Btw, i wonder where will PSA tanjong pagar go since redeveloping area after lease is up? Weast coast/pasir panjang seem up to capacity already. Relocating near Tuas/Changi naval base doesn't make sense. Seems to me is East Coast park area redevelop into port?

Anonymous said...

Business owners' expenses largely come from labour and rental. Rental is sky high. If the govt is going to raise labour costs, it only means that business costs go up, and the man on the streets will pay more.

Besides, hiring cheap FT can get kickback. I believe you've heard of this human trade.

Anonymous said...

The logic is that:

If Indonesia is going nuclear, then it don't make sense we don't go for it.

Just like Casinos, the world is changing, hence we have to have in order not to lose out.

or 4 Casinos if they make money since we will already have 2 then hahaha.

Well the future for Singapore will be a SIN CITY. We have nothing else but leisure and let the rich and people with money come here to spend spend spend and CASINOS.


Anonymous said...

Dun think whatever they are suggesting will work.

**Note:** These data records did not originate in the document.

use std::fmt;
use std::str::FromStr;
use std::time::{Duration, Instant};

use async_trait::async_trait;
use chrono::{DateTime, Utc};
use log::{info, warn};
use thiserror::Error;

use crate::error::{BackendError, ValidationError};

const LOOPBACK_HOSTS: [&str; 4] = ["localhost", "127.0.0.1", "::1", "[::1]"];

#[derive(Debug, Clone, Copy, PartialEq, Eq, Hash)]
pub enum DatabaseKind {
    Sqlite,
    Mysql,
    Postgresql,
}

impl DatabaseKind {
    #[must_use]
    pub fn as_str(self) -> &'static str {
        match self {
            Self::Sqlite => "sqlite",
            Self::Mysql => "mysql",
            Self::Postgresql => "postgresql",
        }
    }

    #[must_use]
    pub fn is_remote(self) -> bool {
        !matches!(self, Self::Sqlite)
    }

    #[must_use]
    pub fn default_port(self) -> Option<&'static str> {
        match self {
            Self::Sqlite => None,
            Self::Mysql => Some("3306"),
            Self::Postgresql => Some("5432"),
        }
    }

    #[must_use]
    pub fn default_user(self) -> Option<&'static str> {
        match self {
            Self::Sqlite => None,
            Self::Mysql => Some("root"),
            Self::Postgresql => Some("postgres"),
        }
    }
}

impl fmt::Display for DatabaseKind {
    fn fmt(&self, f: &mut fmt::Formatter<'_>) -> fmt::Result {
        f.write_str(self.as_str())
    }
}

#[derive(Debug, Clone, PartialEq, Eq, Error)]
#[error("unsupported database type `{0}`")]
pub struct UnknownDatabaseKind(String);

impl FromStr for DatabaseKind {
    type Err = UnknownDatabaseKind;

    fn from_str(raw: &str) -> Result<Self, Self::Err> {
        match raw.trim().to_ascii_lowercase().as_str() {
            "sqlite" | "sqlite3" => Ok(Self::Sqlite),
            "mysql" => Ok(Self::Mysql),
            "postgresql" | "postgres" | "pg" => Ok(Self::Postgresql),
            other => Err(UnknownDatabaseKind(other.to_string())),
        }
    }
}

/// Parameters of one logical database connection.
///
/// Lives in memory for the duration of a session only. The password is
/// never written anywhere by this crate and is redacted from `Debug`.
#[derive(Clone, PartialEq, Eq)]
pub struct ConnectionDescriptor {
    pub kind: DatabaseKind,
    pub database: String,
    pub host: Option<String>,
    pub port: Option<String>,
    pub user: Option<String>,
    pub password: Option<String>,
}

impl ConnectionDescriptor {
    #[must_use]
    pub fn sqlite(database: impl Into<String>) -> Self {
        Self {
            kind: DatabaseKind::Sqlite,
            database: database.into(),
            host: None,
            port: None,
            user: None,
            password: None,
        }
    }

    #[must_use]
    pub fn remote(
        kind: DatabaseKind,
        host: impl Into<String>,
        database: impl Into<String>,
    ) -> Self {
        Self {
            kind,
            database: database.into(),
            host: Some(host.into()),
            port: None,
            user: None,
            password: None,
        }
    }

    #[must_use]
    pub fn with_port(mut self, port: impl Into<String>) -> Self {
        self.port = Some(port.into());
        self
    }

    #[must_use]
    pub fn with_user(mut self, user: impl Into<String>) -> Self {
        self.user = Some(user.into());
        self
    }

    #[must_use]
    pub fn with_password(mut self, password: impl Into<String>) -> Self {
        self.password = Some(password.into());
        self
    }

    /// Checks the descriptor and returns the normalized copy that is sent to
    /// the backend: trimmed host and database, kind-specific port and user
    /// defaults filled in, and no host for sqlite.
    pub fn validate(&self) -> Result<Self, ValidationError> {
        let database = self.database.trim();
        if database.is_empty() {
            return Err(ValidationError::MissingField { field: "database" });
        }

        if !self.kind.is_remote() {
            return Ok(Self::sqlite(database));
        }

        let host = non_empty(self.host.as_deref())
            .ok_or(ValidationError::MissingField { field: "host" })?;
        if is_loopback_host(host) {
            return Err(ValidationError::LoopbackHost {
                host: host.to_string(),
            });
        }

        Ok(Self {
            kind: self.kind,
            database: database.to_string(),
            host: Some(host.to_string()),
            port: non_empty(self.port.as_deref())
                .or(self.kind.default_port())
                .map(str::to_string),
            user: non_empty(self.user.as_deref())
                .or(self.kind.default_user())
                .map(str::to_string),
            password: self.password.clone(),
        })
    }
}

impl fmt::Debug for ConnectionDescriptor {
    fn fmt(&self, f: &mut fmt::Formatter<'_>) -> fmt::Result {
        f.debug_struct("ConnectionDescriptor")
            .field("kind", &self.kind)
            .field("database", &self.database)
            .field("host", &self.host)
            .field("port", &self.port)
            .field("user", &self.user)
            .field("password", &self.password.as_ref().map(|_| "<redacted>"))
            .finish()
    }
}

#[must_use]
pub fn is_loopback_host(host: &str) -> bool {
    let host = host.trim();
    LOOPBACK_HOSTS
        .iter()
        .any(|alias| host.eq_ignore_ascii_case(alias))
}

fn non_empty(value: Option<&str>) -> Option<&str> {
    value.and_then(|raw| {
        let trimmed = raw.trim();
        (!trimmed.is_empty()).then_some(trimmed)
    })
}

/// What the backend said when it accepted a connection.
#[derive(Debug, Clone, PartialEq, Eq, Default)]
pub struct ConnectAck {
    pub message: Option<String>,
}

#[derive(Debug, Clone, PartialEq, Eq, Default)]
pub struct SampleDatabase {
    pub path: Option<String>,
}

#[async_trait]
pub trait ConnectionBackend {
    async fn connect(&self, descriptor: &ConnectionDescriptor) -> Result<ConnectAck, BackendError>;
    async fn disconnect(&self) -> Result<(), BackendError>;
    async fn load_sample_database(&self) -> Result<SampleDatabase, BackendError>;
}

#[derive(Debug, Clone, PartialEq, Eq)]
pub struct ConnectionStatus {
    pub kind: Option<DatabaseKind>,
    pub database: Option<String>,
    pub host: Option<String>,
    pub is_connected: bool,
    pub last_latency: Option<Duration>,
    pub connected_at: Option<DateTime<Utc>>,
}

impl ConnectionStatus {
    #[must_use]
    pub fn disconnected() -> Self {
        Self {
            kind: None,
            database: None,
            host: None,
            is_connected: false,
            last_latency: None,
            connected_at: None,
        }
    }
}

#[derive(Debug, Clone, PartialEq, Eq)]
pub struct ConnectOutcome {
    pub latency: Duration,
    pub message: String,
}

#[derive(Debug, Error)]
pub enum ConnectionManagerError {
    #[error(transparent)]
    Validation(#[from] ValidationError),
    #[error("already connected to `{database}`; disconnect first")]
    AlreadyConnected { database: String },
    #[error("{0}")]
    Backend(#[source] BackendError),
}

#[derive(Debug)]
pub struct ConnectionManager<B: ConnectionBackend> {
    backend: B,
    active: Option<ConnectionDescriptor>,
    last_latency: Option<Duration>,
    connected_at: Option<DateTime<Utc>>,
}

impl<B: ConnectionBackend> ConnectionManager<B> {
    #[must_use]
    pub fn new(backend: B) -> Self {
        Self {
            backend,
            active: None,
            last_latency: None,
            connected_at: None,
        }
    }

    #[must_use]
    pub fn is_connected(&self) -> bool {
        self.active.is_some()
    }

    #[must_use]
    pub fn active_descriptor(&self) -> Option<&ConnectionDescriptor> {
        self.active.as_ref()
    }

    #[must_use]
    pub fn status(&self) -> ConnectionStatus {
        let Some(active) = &self.active else {
            return ConnectionStatus::disconnected();
        };

        ConnectionStatus {
            kind: Some(active.kind),
            database: Some(active.database.clone()),
            host: active.host.clone(),
            is_connected: true,
            last_latency: self.last_latency,
            connected_at: self.connected_at,
        }
    }

    pub async fn connect(
        &mut self,
        descriptor: ConnectionDescriptor,
    ) -> Result<ConnectOutcome, ConnectionManagerError> {
        if let Some(active) = &self.active {
            return Err(ConnectionManagerError::AlreadyConnected {
                database: active.database.clone(),
            });
        }

        let descriptor = descriptor.validate()?;

        let started_at = Instant::now();
        let ack = self
            .backend
            .connect(&descriptor)
            .await
            .map_err(ConnectionManagerError::Backend)?;
        let latency = started_at.elapsed();

        let message = ack
            .message
            .unwrap_or_else(|| format!("Connected to {} database", descriptor.kind));
        info!(
            "connected to {} database `{}` in {latency:?}",
            descriptor.kind, descriptor.database
        );

        self.activate(descriptor, latency);
        Ok(ConnectOutcome { latency, message })
    }

    pub async fn load_sample_database(
        &mut self,
    ) -> Result<ConnectOutcome, ConnectionManagerError> {
        if let Some(active) = &self.active {
            return Err(ConnectionManagerError::AlreadyConnected {
                database: active.database.clone(),
            });
        }

        let started_at = Instant::now();
        let sample = self
            .backend
            .load_sample_database()
            .await
            .map_err(ConnectionManagerError::Backend)?;
        let latency = started_at.elapsed();

        let path = sample
            .path
            .unwrap_or_else(|| "sample_db.sqlite3".to_string());
        info!("sample database loaded from `{path}`");
        let message = format!("Sample database connected ({path})");

        self.activate(ConnectionDescriptor::sqlite(path), latency);
        Ok(ConnectOutcome { latency, message })
    }

    /// Tells the backend to drop its connection, then forgets the local one
    /// whatever the backend answered.
    pub async fn disconnect(&mut self) {
        if let Err(error) = self.backend.disconnect().await {
            warn!("backend disconnect failed, clearing local session anyway: {error}");
        }

        if let Some(previous) = self.active.take() {
            info!("disconnected from `{}`", previous.database);
        }
        self.last_latency = None;
        self.connected_at = None;
    }

    fn activate(&mut self, descriptor: ConnectionDescriptor, latency: Duration) {
        self.active = Some(descriptor);
        self.last_latency = Some(latency);
        self.connected_at = Some(Utc::now());
    }
}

Besides, they dug too deep a hole with their free for all immigration policies. Also tnink they will not learnt from what they have been doing as they still think whatever they WERE doing is still right and please....they are handling PRs like nobody business. The last I heard is that GLCs and GOCs account for 60% of the country GDPs. Immmigration policies are still here to stay. Remember they still lump citizens and PRs together. Their philosophy, after some years...you will just forget. Prepare for more roller coaster rides...haha

Anonymous said...



Anonymous said...

There was an interview on CNA yesterday whereby one business member of the committee was asked the difference between the proposed productivity approach and previous ones.

He could not give a decent answer, but only managed to cough out the as-you-know-we-have-done-this-before line.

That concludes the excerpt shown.